Collected data entries
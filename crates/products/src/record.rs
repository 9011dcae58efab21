//! Wire shape of a fetched product and the view-model derived from it.

use chrono::{DateTime, Utc};
use serde::{Deserialize, Serialize};

use roastah_core::SellerId;

use crate::details::ProductDetails;
use crate::product::ProductId;
use crate::state::ProductState;
use crate::tags::{ProductTag, ProductTags};

/// Product as returned by "fetch product by id".
///
/// Details and tag flags are flattened, so the JSON reads
/// `{ "id", "sellerId", "name", ..., "state", "isPreorder", ... }`.
#[derive(Debug, Clone, PartialEq, Eq, Serialize, Deserialize)]
#[serde(rename_all = "camelCase")]
pub struct ProductRecord {
    pub id: ProductId,
    pub seller_id: SellerId,
    #[serde(flatten)]
    pub details: ProductDetails,
    pub state: ProductState,
    #[serde(flatten)]
    pub tags: ProductTags,
    #[serde(default)]
    pub version: u64,
    pub updated_at: DateTime<Utc>,
}

impl ProductRecord {
    pub fn active_tags(&self) -> Vec<ProductTag> {
        self.tags.active()
    }

    pub fn badges(&self) -> Vec<TagBadge> {
        self.active_tags().into_iter().map(TagBadge::from).collect()
    }

    pub fn lifecycle(&self) -> LifecycleView {
        LifecycleView::of(self.state)
    }
}

/// Display data for one active tag.
#[derive(Debug, Clone, Copy, PartialEq, Eq, Serialize)]
pub struct TagBadge {
    pub tag: ProductTag,
    pub label: &'static str,
    pub color: &'static str,
}

impl From<ProductTag> for TagBadge {
    fn from(tag: ProductTag) -> Self {
        Self {
            tag,
            label: tag.label(),
            color: tag.color(),
        }
    }
}

/// Every affordance derived from a single [`ProductState`].
#[derive(Debug, Clone, PartialEq, Eq, Serialize)]
pub struct LifecycleView {
    pub state: ProductState,
    pub label: &'static str,
    pub color: &'static str,
    pub transitions: Vec<ProductState>,
    pub can_edit: bool,
    pub can_publish: bool,
    pub can_archive: bool,
    pub can_delete: bool,
}

impl LifecycleView {
    pub fn of(state: ProductState) -> Self {
        Self {
            state,
            label: state.label(),
            color: state.color(),
            transitions: state.available_transitions().to_vec(),
            can_edit: state.can_edit(),
            can_publish: state.can_publish(),
            can_archive: state.can_archive(),
            can_delete: state.can_delete(),
        }
    }
}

## Exercise
Every record should be printed again exactly as it reads.

## Output below
filename crates/products/src/record.rs
repository 9011dcae58efab21
//! Wire shape of a fetched product and the view-model derived from it.

use chrono::{DateTime, Utc};
use serde::{Deserialize, Serialize};

use roastah_core::SellerId;

use crate::details::ProductDetails;
use crate::product::ProductId;
use crate::state::ProductState;
use crate::tags::{ProductTag, ProductTags};

/// Product as returned by "fetch product by id".
///
/// Details and tag flags are flattened, so the JSON reads
/// `{ "id", "sellerId", "name", ..., "state", "isPreorder", ... }`.
#[derive(Debug, Clone, PartialEq, Eq, Serialize, Deserialize)]
#[serde(rename_all = "camelCase")]
pub struct ProductRecord {
    pub id: ProductId,
    pub seller_id: SellerId,
    #[serde(flatten)]
    pub details: ProductDetails,
    pub state: ProductState,
    #[serde(flatten)]
    pub tags: ProductTags,
    #[serde(default)]
    pub version: u64,
    pub updated_at: DateTime<Utc>,
}

impl ProductRecord {
    pub fn active_tags(&self) -> Vec<ProductTag> {
        self.tags.active()
    }

    pub fn badges(&self) -> Vec<TagBadge> {
        self.active_tags().into_iter().map(TagBadge::from).collect()
    }

    pub fn lifecycle(&self) -> LifecycleView {
        LifecycleView::of(self.state)
    }
}

/// Display data for one active tag.
#[derive(Debug, Clone, Copy, PartialEq, Eq, Serialize)]
pub struct TagBadge {
    pub tag: ProductTag,
    pub label: &'static str,
    pub color: &'static str,
}

impl From<ProductTag> for TagBadge {
    fn from(tag: ProductTag) -> Self {
        Self {
            tag,
            label: tag.label(),
            color: tag.color(),
        }
    }
}

/// Every affordance derived from a single [`ProductState`].
#[derive(Debug, Clone, PartialEq, Eq, Serialize)]
pub struct LifecycleView {
    pub state: ProductState,
    pub label: &'static str,
    pub color: &'static str,
    pub transitions: Vec<ProductState>,
    pub can_edit: bool,
    pub can_publish: bool,
    pub can_archive: bool,
    pub can_delete: bool,
}

impl LifecycleView {
    pub fn of(state: ProductState) -> Self {
        Self {
            state,
            label: state.label(),
            color: state.color(),
            transitions: state.available_transitions().to_vec(),
            can_edit: state.can_edit(),
            can_publish: state.can_publish(),
            can_archive: state.can_archive(),
            can_delete: state.can_delete(),
        }
    }
}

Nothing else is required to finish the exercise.